美智子さまと初めてお会いしたのは、天皇陛下が即位される前の1985年。皇太子ご夫妻が北欧4ヵ国を歴訪された時です。その際、在留邦人に会いたいとのご希望があって、10人くらいがヘルシンキの日本大使館に招かれ、僕もそのうちの一人でした。

整列してお待ちしていると、皇太子殿下が一人ひとりに言葉をかけてくださり、僕の前にいらっしゃると、「舘野さん、あなたのことはいつも美智子が話しています」とおっしゃった。

続いて美智子さまが、「やっとお会いできました。いつもレコードで聞いています。素敵だと思っておりました」と言ってくださいました。しかも、僕が書いた文章の一節をそらんじてらした。本当にびっくりしましたし、嬉しかったですね。

滞在中、皇太子ご夫妻は、フィンランドを代表する作曲家シベリウスの自邸「アイノラ」に行かれました。僕は演奏会があったためご一緒できなかったのですが、後で聞くと、アイノラの森の小道にスズランが咲いており、美智子さまは「まぁ、素敵」と、かがんでご覧になっていたそうです。

すると付いて回っていたフィンランドのジャーナリストたちが、スズランを摘んでお持ちになるようお願いした。しかし美智子さまは、「自然のものは、自然にしておくのがいいと思います」とお答えになり、スズランをお摘みにならなかったそうです。その場にいたジャーナリストたちは大感激し、翌日、新聞に大きく掲載されました。

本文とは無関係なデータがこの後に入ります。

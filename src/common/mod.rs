//! Common types and utilities shared across formats.
//!
//! This module provides the error taxonomy, format detection primitives,
//! spreadsheet cell addressing, and the small XML tree used by both the ODF
//! and OOXML implementations.

// Submodule declarations
pub mod detection;
pub mod error;
pub mod table;
pub mod xml;

// Re-exports for convenience
pub use detection::{EntryMeta, FileMeta, FileType};
pub use error::{Error, Result};
pub use table::TablePosition;
//! Shared translation state and HTML output helpers.
//!
//! Both the style resolver and the content translator write into a
//! [`TranslationContext`], which owns the output buffer, the resolved style
//! dependency map, and the caller-supplied [`HtmlConfig`]. A context belongs
//! to exactly one translation pass; nothing here is shared between documents.

use aho_corasick::AhoCorasick;
use once_cell::sync::Lazy;
use std::collections::HashMap;

// Static initialization: automaton is built only once, thread-safe
static HTML_ESCAPER: Lazy<AhoCorasick> = Lazy::new(|| {
    AhoCorasick::builder()
        .build(["&", "<", ">", "\"", "'"])
        .expect("Failed to build HTML escaper")
});

/// Escape HTML special characters in text content and attribute values.
///
/// # Examples
///
/// ```
/// use pomelo::translate::escape_html;
/// assert_eq!(escape_html("a & b"), "a &amp; b");
/// assert_eq!(escape_html("<p>\"hi\"</p>"), "&lt;p&gt;&quot;hi&quot;&lt;/p&gt;");
/// ```
#[inline]
pub fn escape_html(s: &str) -> String {
    HTML_ESCAPER.replace_all(s, &["&amp;", "&lt;", "&gt;", "&quot;", "&#39;"])
}

/// Rewrite an office style name into a CSS-safe identifier.
///
/// Office style names may contain `.`, which CSS class selectors cannot; the
/// same rewrite must be applied at definition and reference sites so the two
/// keep matching.
#[inline]
pub fn escape_style_name(name: &str) -> String {
    name.replace('.', "_")
}

/// Caller-facing translation options.
#[derive(Debug, Clone)]
pub struct HtmlConfig {
    /// First spreadsheet sheet to translate.
    pub entry_offset: usize,
    /// Number of sheets to translate; 0 means all remaining.
    pub entry_count: usize,
    /// Emit `contenteditable` on the body.
    pub editable: bool,
}

impl Default for HtmlConfig {
    fn default() -> Self {
        Self {
            entry_offset: 0,
            entry_count: 0,
            editable: false,
        }
    }
}

/// Escaped style name to its ordered ancestor chain (nearest parent first).
///
/// Built once by the style resolver, then read-only during content
/// translation.
#[derive(Debug, Default)]
pub struct StyleDependencyMap {
    deps: HashMap<String, Vec<String>>,
}

impl StyleDependencyMap {
    pub fn new() -> Self {
        Self::default()
    }

    /// Record a style's ancestor chain under its escaped name.
    pub fn insert(&mut self, name: String, ancestors: Vec<String>) {
        self.deps.insert(name, ancestors);
    }

    pub fn contains(&self, name: &str) -> bool {
        self.deps.contains_key(name)
    }

    /// The `class` attribute value for a style reference: ancestors from the
    /// root of the chain down, then the style's own name.
    pub fn class_list(&self, name: &str) -> Option<String> {
        let ancestors = self.deps.get(name)?;
        let mut parts: Vec<&str> = ancestors.iter().rev().map(String::as_str).collect();
        parts.push(name);
        Some(parts.join(" "))
    }

    pub fn len(&self) -> usize {
        self.deps.len()
    }

    pub fn is_empty(&self) -> bool {
        self.deps.is_empty()
    }
}

/// Mutable state of one translation pass.
pub struct TranslationContext {
    pub config: HtmlConfig,
    pub styles: StyleDependencyMap,
    pub output: String,
    /// Index of the sheet currently being walked, for entry selection.
    pub current_entry: usize,
}

impl TranslationContext {
    pub fn new(config: HtmlConfig) -> Self {
        Self {
            config,
            styles: StyleDependencyMap::new(),
            output: String::new(),
            current_entry: 0,
        }
    }

    /// Whether the sheet at `current_entry` falls inside the configured
    /// offset/count window.
    pub fn entry_selected(&self) -> bool {
        if self.current_entry < self.config.entry_offset {
            return false;
        }
        if self.config.entry_count == 0 {
            return true;
        }
        self.current_entry < self.config.entry_offset + self.config.entry_count
    }

    pub fn write(&mut self, s: &str) {
        self.output.push_str(s);
    }
}

/// Wrap translated CSS and body markup into a self-contained HTML page.
pub fn html_page(style: &str, body: &str, config: &HtmlConfig) -> String {
    let editable = if config.editable {
        " contenteditable=\"true\""
    } else {
        ""
    };
    format!(
        "<!DOCTYPE html>\n<html><head>\
         <meta charset=\"UTF-8\"/>\
         <meta name=\"viewport\" content=\"width=device-width, initial-scale=1.0, user-scalable=yes\"/>\
         <style>{style}</style>\
         </head><body{editable}>{body}</body></html>"
    )
}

次にお会いしたのは1993年。当時美智子さまは失声症にかかられていました。12月6日、ちょうどフィンランドの独立記念日に、僕とピアニストである僕の妹、その連れ合いでヴァイオリン指導者の広瀬八郎の3人が、赤坂の東宮御所に招かれることになったのです。すでに皇后になられており、皇居に移るという時期。「ここにお呼びするお客さまはあなたがたが最後です」とのことでした。